##### MATERIAL FOR THIS EXERCISE

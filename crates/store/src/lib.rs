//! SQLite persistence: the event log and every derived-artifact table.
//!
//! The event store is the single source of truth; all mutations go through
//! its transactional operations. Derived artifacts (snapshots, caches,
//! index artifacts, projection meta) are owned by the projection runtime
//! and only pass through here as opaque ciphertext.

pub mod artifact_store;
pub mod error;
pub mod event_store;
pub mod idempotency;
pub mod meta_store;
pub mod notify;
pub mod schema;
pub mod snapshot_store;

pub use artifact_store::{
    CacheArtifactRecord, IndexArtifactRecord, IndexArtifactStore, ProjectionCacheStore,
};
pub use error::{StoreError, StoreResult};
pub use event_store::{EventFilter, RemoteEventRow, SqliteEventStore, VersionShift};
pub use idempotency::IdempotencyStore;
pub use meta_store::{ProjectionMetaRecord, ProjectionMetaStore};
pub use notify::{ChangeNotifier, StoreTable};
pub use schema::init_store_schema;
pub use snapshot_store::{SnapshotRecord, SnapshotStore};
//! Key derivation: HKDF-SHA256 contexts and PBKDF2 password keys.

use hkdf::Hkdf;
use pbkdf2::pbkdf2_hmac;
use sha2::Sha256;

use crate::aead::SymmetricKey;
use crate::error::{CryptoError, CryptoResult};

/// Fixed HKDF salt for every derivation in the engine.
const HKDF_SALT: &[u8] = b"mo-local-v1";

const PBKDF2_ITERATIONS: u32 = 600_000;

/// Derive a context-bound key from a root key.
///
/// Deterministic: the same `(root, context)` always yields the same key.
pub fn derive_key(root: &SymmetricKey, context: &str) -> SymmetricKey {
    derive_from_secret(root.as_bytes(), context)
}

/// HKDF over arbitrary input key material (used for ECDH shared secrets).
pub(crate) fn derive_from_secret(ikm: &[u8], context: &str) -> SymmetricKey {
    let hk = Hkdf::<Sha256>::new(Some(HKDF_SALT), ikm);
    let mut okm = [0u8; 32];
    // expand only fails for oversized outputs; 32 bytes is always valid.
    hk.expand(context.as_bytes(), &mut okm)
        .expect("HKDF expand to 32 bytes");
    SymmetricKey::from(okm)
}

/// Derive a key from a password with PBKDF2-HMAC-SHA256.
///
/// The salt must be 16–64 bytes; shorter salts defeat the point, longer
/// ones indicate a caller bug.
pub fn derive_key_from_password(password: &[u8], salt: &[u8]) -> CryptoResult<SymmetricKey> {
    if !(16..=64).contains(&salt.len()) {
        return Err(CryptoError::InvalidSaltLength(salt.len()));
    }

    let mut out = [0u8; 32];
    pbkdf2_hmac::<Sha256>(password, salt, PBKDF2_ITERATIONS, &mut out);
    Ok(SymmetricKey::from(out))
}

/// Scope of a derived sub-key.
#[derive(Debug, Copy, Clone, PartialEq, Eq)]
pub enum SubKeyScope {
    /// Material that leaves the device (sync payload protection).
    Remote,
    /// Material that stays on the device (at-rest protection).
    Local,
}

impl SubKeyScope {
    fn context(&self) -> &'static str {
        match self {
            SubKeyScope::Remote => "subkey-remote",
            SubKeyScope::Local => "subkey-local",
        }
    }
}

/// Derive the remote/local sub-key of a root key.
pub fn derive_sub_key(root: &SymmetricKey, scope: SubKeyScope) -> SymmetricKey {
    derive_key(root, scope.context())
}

##########

WHAT IS EXPECTED :: Produce a word-for-word copy of everything above from the line holding "use pbkdf2::pbkdf2_hmac;" down to the line holding "the same key.", with both of those lines kept.

ANSWER FOR THE TASK ::
use pbkdf2::pbkdf2_hmac;
use sha2::Sha256;

use crate::aead::SymmetricKey;
use crate::error::{CryptoError, CryptoResult};

/// Fixed HKDF salt for every derivation in the engine.
const HKDF_SALT: &[u8] = b"mo-local-v1";

const PBKDF2_ITERATIONS: u32 = 600_000;

/// Derive a context-bound key from a root key.
///
/// Deterministic: the same `(root, context)` always yields the same key.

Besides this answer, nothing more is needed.